Collected data entries
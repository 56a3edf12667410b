//! Turns rule-produced cues into `AudioService` calls.
//!
//! Game rules never touch the backend directly; they return `Cue` lists and
//! the frame driver hands them here after the step. Failures are logged at
//! debug and otherwise ignored.

use se_core::audio::AudioService;

#[derive(Debug, Clone, PartialEq, Eq)]
pub enum Cue {
    Sfx(&'static str),
    Music(&'static str),
    StopMusic,
}

pub const SFX_STEP: &str = "step";
pub const SFX_HIT: &str = "hit";
pub const SFX_PICKUP: &str = "pickup";
pub const SFX_WIN: &str = "win";

pub const MUSIC_MENU: &str = "menu";
pub const MUSIC_GAME: &str = "bgm";
pub const MUSIC_WIN: &str = "win";

#[derive(Debug)]
pub struct AudioDirector {
    music_now: Option<String>,
    pub music_volume: f32,
}

impl AudioDirector {
    pub fn new(music_volume: f32) -> Self {
        Self {
            music_now: None,
            music_volume,
        }
    }

    /// Track the backend is believed to be playing.
    pub fn music_now(&self) -> Option<&str> {
        self.music_now.as_deref()
    }

    pub fn dispatch(&mut self, cues: &[Cue], sound_on: bool, audio: &mut dyn AudioService) {
        for cue in cues {
            match cue {
                Cue::Sfx(name) => {
                    if !sound_on {
                        continue;
                    }
                    if let Err(e) = audio.play_sound(name) {
                        log::debug!("Sound '{}' skipped: {}", name, e);
                    }
                }
                Cue::Music(track) => self.play_music(track, sound_on, audio),
                Cue::StopMusic => {
                    if let Err(e) = audio.stop_music() {
                        log::debug!("Stop music failed: {}", e);
                    }
                    self.music_now = None;
                }
            }
        }
    }

    fn play_music(&mut self, track: &str, sound_on: bool, audio: &mut dyn AudioService) {
        if !sound_on || self.music_now.as_deref() == Some(track) {
            return;
        }
        if let Err(e) = audio.stop_music() {
            log::debug!("Stop music failed: {}", e);
        }
        match audio.play_music(track, self.music_volume) {
            Ok(()) => self.music_now = Some(track.to_string()),
            Err(e) => {
                log::debug!("Music '{}' skipped: {}", track, e);
                self.music_now = None;
            }
        }
    }
}

/// Fake backend that records every call, for tests across the crate.
#[cfg(test)]
#[derive(Debug, Default)]
pub(crate) struct RecordingAudio {
    pub calls: Vec<String>,
    pub missing: Vec<&'static str>,
}

#[cfg(test)]
impl AudioService for RecordingAudio {
    fn play_sound(&mut self, name: &str) -> Result<(), se_core::audio::AudioError> {
        if self.missing.iter().any(|m| *m == name) {
            return Err(se_core::audio::AudioError::MissingAsset(name.to_string()));
        }
        self.calls.push(format!("sfx:{}", name));
        Ok(())
    }

    fn play_music(&mut self, name: &str, volume: f32) -> Result<(), se_core::audio::AudioError> {
        if self.missing.iter().any(|m| *m == name) {
            return Err(se_core::audio::AudioError::MissingAsset(name.to_string()));
        }
        self.calls.push(format!("music:{}@{}", name, volume));
        Ok(())
    }

    fn stop_music(&mut self) -> Result<(), se_core::audio::AudioError> {
        self.calls.push("stop".to_string());
        Ok(())
    }
}
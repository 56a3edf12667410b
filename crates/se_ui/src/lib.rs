pub mod debug_overlay;
pub mod hud;

pub use debug_overlay::{DebugStats, UiLayer};
pub use hud::{Anchor, ButtonItem, HudFrame, TextItem};
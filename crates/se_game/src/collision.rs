//! Hitboxes and screen rectangles.
//!
//! Every actor collides through an axis-aligned box centred on its sprite
//! position. Overlap is strict: boxes that only share an edge do not collide.

use glam::Vec2;

#[derive(Debug, Clone, Copy, PartialEq)]
pub struct Aabb {
    pub center_x: f32,
    pub center_y: f32,
    pub half_w: f32,
    pub half_h: f32,
}

impl Aabb {
    pub fn from_center_size(center: Vec2, size: Vec2) -> Self {
        Self {
            center_x: center.x,
            center_y: center.y,
            half_w: size.x * 0.5,
            half_h: size.y * 0.5,
        }
    }

    pub fn left(&self) -> f32 {
        self.center_x - self.half_w
    }

    pub fn right(&self) -> f32 {
        self.center_x + self.half_w
    }

    pub fn top(&self) -> f32 {
        self.center_y - self.half_h
    }

    pub fn bottom(&self) -> f32 {
        self.center_y + self.half_h
    }

    pub fn intersects(&self, other: &Aabb) -> bool {
        self.left() < other.right()
            && other.left() < self.right()
            && self.top() < other.bottom()
            && other.top() < self.bottom()
    }
}

/// Top-left anchored rectangle in logical screen coordinates.
#[derive(Debug, Clone, Copy, PartialEq)]
pub struct Rect {
    pub x: f32,
    pub y: f32,
    pub w: f32,
    pub h: f32,
}

impl Rect {
    pub const fn new(x: f32, y: f32, w: f32, h: f32) -> Self {
        Self { x, y, w, h }
    }

    /// Left and top edges are inside, right and bottom edges are not.
    pub fn contains_point(&self, px: f32, py: f32) -> bool {
        px >= self.x && px < self.x + self.w && py >= self.y && py < self.y + self.h
    }

    pub fn center(&self) -> Vec2 {
        Vec2::new(self.x + self.w * 0.5, self.y + self.h * 0.5)
    }

    pub fn as_array(&self) -> [f32; 4] {
        [self.x, self.y, self.w, self.h]
    }
}
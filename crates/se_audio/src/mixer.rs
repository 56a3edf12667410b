//! Software mixer shared between the game thread and the device callback.
//!
//! One-shot effect voices overlap freely and are dropped once played out.
//! At most one music voice exists; it loops until replaced or stopped.

use std::sync::Arc;

use crate::clip::Clip;

/// Effects beyond this many simultaneous voices steal the oldest.
const MAX_VOICES: usize = 16;

struct Voice {
    clip: Arc<Clip>,
    frame: usize,
}

struct MusicVoice {
    name: String,
    clip: Arc<Clip>,
    frame: usize,
    volume: f32,
}

pub struct Mixer {
    voices: Vec<Voice>,
    music: Option<MusicVoice>,
    pub master_volume: f32,
}

impl Default for Mixer {
    fn default() -> Self {
        Self::new()
    }
}

impl Mixer {
    pub fn new() -> Self {
        Self {
            voices: Vec::new(),
            music: None,
            master_volume: 1.0,
        }
    }

    pub fn play(&mut self, clip: Arc<Clip>) {
        if clip.is_empty() {
            return;
        }
        if self.voices.len() >= MAX_VOICES {
            self.voices.remove(0);
        }
        self.voices.push(Voice { clip, frame: 0 });
    }

    pub fn set_music(&mut self, name: &str, clip: Arc<Clip>, volume: f32) {
        self.music = Some(MusicVoice {
            name: name.to_string(),
            clip,
            frame: 0,
            volume: volume.clamp(0.0, 1.0),
        });
    }

    pub fn stop_music(&mut self) {
        self.music = None;
    }

    pub fn music_name(&self) -> Option<&str> {
        self.music.as_ref().map(|m| m.name.as_str())
    }

    pub fn active_voices(&self) -> usize {
        self.voices.len()
    }

    /// Fill an interleaved output buffer with `channels` channels.
    /// Mono output gets the average of left and right; channels past the
    /// second get silence.
    pub fn render(&mut self, out: &mut [f32], channels: usize) {
        let channels = channels.max(1);
        let master = self.master_volume;

        for frame in out.chunks_mut(channels) {
            let (mut left, mut right) = (0.0f32, 0.0f32);

            for voice in &mut self.voices {
                if voice.frame < voice.clip.frames() {
                    left += voice.clip.samples[voice.frame * 2];
                    right += voice.clip.samples[voice.frame * 2 + 1];
                    voice.frame += 1;
                }
            }

            if let Some(music) = &mut self.music {
                let len = music.clip.frames();
                if len > 0 {
                    left += music.clip.samples[music.frame * 2] * music.volume;
                    right += music.clip.samples[music.frame * 2 + 1] * music.volume;
                    music.frame = (music.frame + 1) % len;
                }
            }

            left = (left * master).clamp(-1.0, 1.0);
            right = (right * master).clamp(-1.0, 1.0);

            if channels == 1 {
                frame[0] = (left + right) * 0.5;
            } else {
                for (i, sample) in frame.iter_mut().enumerate() {
                    *sample = match i {
                        0 => left,
                        1 => right,
                        _ => 0.0,
                    };
                }
            }
        }

        self.voices.retain(|v| v.frame < v.clip.frames());
    }
}

#[cfg(test)]
mod tests {
    use super::*;

    fn clip(frames: &[(f32, f32)]) -> Arc<Clip> {
        Arc::new(Clip {
            samples: frames.iter().flat_map(|(l, r)| [*l, *r]).collect(),
            sample_rate: 44100,
        })
    }

    #[test]
    fn silent_mixer_outputs_zeros() {
        let mut mixer = Mixer::new();
        let mut out = [1.0f32; 8];
        mixer.render(&mut out, 2);
        assert!(out.iter().all(|s| *s == 0.0));
    }

    #[test]
    fn one_shot_plays_once_then_is_dropped() {
        let mut mixer = Mixer::new();
        mixer.play(clip(&[(0.5, 0.25), (0.5, 0.25)]));

        let mut out = [0.0f32; 6];
        mixer.render(&mut out, 2);
        assert_eq!(out, [0.5, 0.25, 0.5, 0.25, 0.0, 0.0]);
        assert_eq!(mixer.active_voices(), 0);
    }

    #[test]
    fn overlapping_effects_are_summed_and_clamped() {
        let mut mixer = Mixer::new();
        mixer.play(clip(&[(0.75, -0.75)]));
        mixer.play(clip(&[(0.75, -0.75)]));

        let mut out = [0.0f32; 2];
        mixer.render(&mut out, 2);
        assert_eq!(out, [1.0, -1.0]);
    }

    #[test]
    fn music_loops_at_volume() {
        let mut mixer = Mixer::new();
        mixer.set_music("bgm", clip(&[(1.0, 1.0), (0.0, 0.0)]), 0.5);

        let mut out = [0.0f32; 8];
        mixer.render(&mut out, 2);
        assert_eq!(out, [0.5, 0.5, 0.0, 0.0, 0.5, 0.5, 0.0, 0.0]);
        assert_eq!(mixer.music_name(), Some("bgm"));
    }

    #[test]
    fn replacing_music_restarts_from_the_top() {
        let mut mixer = Mixer::new();
        mixer.set_music("menu", clip(&[(0.25, 0.25), (0.0, 0.0)]), 1.0);
        let mut out = [0.0f32; 2];
        mixer.render(&mut out, 2);

        mixer.set_music("win", clip(&[(0.5, 0.5), (0.0, 0.0)]), 1.0);
        mixer.render(&mut out, 2);
        assert_eq!(out, [0.5, 0.5]);
        assert_eq!(mixer.music_name(), Some("win"));
    }

    #[test]
    fn stop_music_silences_output() {
        let mut mixer = Mixer::new();
        mixer.set_music("bgm", clip(&[(1.0, 1.0)]), 1.0);
        mixer.stop_music();
        let mut out = [0.5f32; 4];
        mixer.render(&mut out, 2);
        assert!(out.iter().all(|s| *s == 0.0));
        assert_eq!(mixer.music_name(), None);
    }

    #[test]
    fn mono_output_averages_channels() {
        let mut mixer = Mixer::new();
        mixer.play(clip(&[(0.5, 0.25)]));
        let mut out = [0.0f32; 1];
        mixer.render(&mut out, 1);
        assert_eq!(out, [0.375]);
    }

    #[test]
    fn voice_limit_steals_oldest() {
        let mut mixer = Mixer::new();
        for _ in 0..(MAX_VOICES + 3) {
            mixer.play(clip(&[(0.0, 0.0), (0.0, 0.0)]));
        }
        assert_eq!(mixer.active_voices(), MAX_VOICES);
    }
}
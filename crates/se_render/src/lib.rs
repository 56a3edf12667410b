pub mod batch;
pub mod camera;
pub mod gpu_context;
pub mod sprite_pipeline;
pub mod texture;
pub mod vertex;

pub use batch::{DrawCall, MeshBuffers, SpriteBatch};
pub use camera::{CameraUniform, ScreenCamera};
pub use gpu_context::GpuContext;
pub use sprite_pipeline::SpritePipeline;
pub use texture::Texture;
pub use vertex::SpriteVertex;
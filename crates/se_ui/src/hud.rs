//! Text and button primitives painted on top of the sprite pass.
//!
//! Game code describes what to show as a `HudFrame` in logical coordinates
//! (same space as sprites); `paint_hud` turns it into egui shapes on a
//! background layer so the debug window always stays above it.

#[derive(Debug, Clone, Copy, PartialEq, Eq)]
pub enum Anchor {
    Center,
    TopLeft,
}

#[derive(Debug, Clone, PartialEq)]
pub struct TextItem {
    pub text: String,
    pub pos: [f32; 2],
    pub anchor: Anchor,
    pub size: f32,
    pub color: [u8; 3],
}

#[derive(Debug, Clone, PartialEq)]
pub struct ButtonItem {
    /// x, y, width, height
    pub rect: [f32; 4],
    pub label: String,
    pub fill: [u8; 3],
    pub border: [u8; 3],
    pub text_color: [u8; 3],
    pub text_size: f32,
}

#[derive(Debug, Clone, Default, PartialEq)]
pub struct HudFrame {
    pub buttons: Vec<ButtonItem>,
    pub texts: Vec<TextItem>,
}

impl HudFrame {
    pub fn text(
        &mut self,
        text: impl Into<String>,
        pos: [f32; 2],
        anchor: Anchor,
        size: f32,
        color: [u8; 3],
    ) {
        self.texts.push(TextItem {
            text: text.into(),
            pos,
            anchor,
            size,
            color,
        });
    }

    pub fn is_empty(&self) -> bool {
        self.buttons.is_empty() && self.texts.is_empty()
    }
}

fn color32(rgb: [u8; 3]) -> egui::Color32 {
    egui::Color32::from_rgb(rgb[0], rgb[1], rgb[2])
}

fn align(anchor: Anchor) -> egui::Align2 {
    match anchor {
        Anchor::Center => egui::Align2::CENTER_CENTER,
        Anchor::TopLeft => egui::Align2::LEFT_TOP,
    }
}

pub fn paint_hud(ctx: &egui::Context, frame: &HudFrame) {
    let painter = ctx.layer_painter(egui::LayerId::new(
        egui::Order::Background,
        egui::Id::new("hud"),
    ));

    for button in &frame.buttons {
        let [x, y, w, h] = button.rect;
        let rect = egui::Rect::from_min_size(egui::pos2(x, y), egui::vec2(w, h));
        painter.rect_filled(rect, 0.0, color32(button.fill));
        painter.rect_stroke(
            rect,
            0.0,
            egui::Stroke::new(1.0, color32(button.border)),
            egui::StrokeKind::Inside,
        );
        painter.text(
            rect.center(),
            egui::Align2::CENTER_CENTER,
            &button.label,
            egui::FontId::proportional(button.text_size),
            color32(button.text_color),
        );
    }

    for item in &frame.texts {
        painter.text(
            egui::pos2(item.pos[0], item.pos[1]),
            align(item.anchor),
            &item.text,
            egui::FontId::proportional(item.size),
            color32(item.color),
        );
    }
}

#[cfg(test)]
mod tests {
    use super::*;

    #[test]
    fn text_helper_appends_in_order() {
        let mut hud = HudFrame::default();
        assert!(hud.is_empty());
        hud.text("CANDY: 0/20", [12.0, 10.0], Anchor::TopLeft, 30.0, [50, 50, 50]);
        hud.text("GAME OVER", [400.0, 225.0], Anchor::Center, 70.0, [255, 0, 0]);
        assert_eq!(hud.texts.len(), 2);
        assert_eq!(hud.texts[1].text, "GAME OVER");
        assert!(!hud.is_empty());
    }

    #[test]
    fn paint_runs_without_a_gpu() {
        let ctx = egui::Context::default();
        let mut hud = HudFrame::default();
        hud.buttons.push(ButtonItem {
            rect: [290.0, 170.0, 220.0, 55.0],
            label: "START".to_string(),
            fill: [255, 245, 250],
            border: [255, 120, 170],
            text_color: [140, 60, 100],
            text_size: 34.0,
        });
        hud.text("SWEET ESCAPE", [400.0, 90.0], Anchor::Center, 64.0, [255, 255, 255]);

        let output = ctx.run(egui::RawInput::default(), |ctx| paint_hud(ctx, &hud));
        assert!(!output.shapes.is_empty());
    }
}
#[repr(C)]
#[derive(Copy, Clone, Debug, PartialEq, bytemuck::Pod, bytemuck::Zeroable)]
pub struct SpriteVertex {
    pub position: [f32; 2],
    pub tex_coords: [f32; 2],
    pub color: [f32; 4],
}

const ATTRIBUTES: [wgpu::VertexAttribute; 3] =
    wgpu::vertex_attr_array![0 => Float32x2, 1 => Float32x2, 2 => Float32x4];

impl SpriteVertex {
    pub fn layout() -> wgpu::VertexBufferLayout<'static> {
        wgpu::VertexBufferLayout {
            array_stride: std::mem::size_of::<SpriteVertex>() as wgpu::BufferAddress,
            step_mode: wgpu::VertexStepMode::Vertex,
            attributes: &ATTRIBUTES,
        }
    }

    /// Four corners of an axis-aligned quad centred on `center`, in
    /// top-left, top-right, bottom-right, bottom-left order (y down).
    pub fn quad(center: [f32; 2], size: [f32; 2], color: [f32; 4]) -> [SpriteVertex; 4] {
        let half_w = size[0] * 0.5;
        let half_h = size[1] * 0.5;
        let left = center[0] - half_w;
        let right = center[0] + half_w;
        let top = center[1] - half_h;
        let bottom = center[1] + half_h;
        [
            SpriteVertex {
                position: [left, top],
                tex_coords: [0.0, 0.0],
                color,
            },
            SpriteVertex {
                position: [right, top],
                tex_coords: [1.0, 0.0],
                color,
            },
            SpriteVertex {
                position: [right, bottom],
                tex_coords: [1.0, 1.0],
                color,
            },
            SpriteVertex {
                position: [left, bottom],
                tex_coords: [0.0, 1.0],
                color,
            },
        ]
    }
}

◆ ASSIGNMENT
The records are given above. Copy each line in them that holds "crates".

◆ OUTPUT FOR THIS TASK
filename crates/se_ui/src/lib.rs
filename crates/se_game/src/collision.rs
filename crates/se_audio/src/mixer.rs
filename crates/se_render/src/lib.rs
filename crates/se_ui/src/hud.rs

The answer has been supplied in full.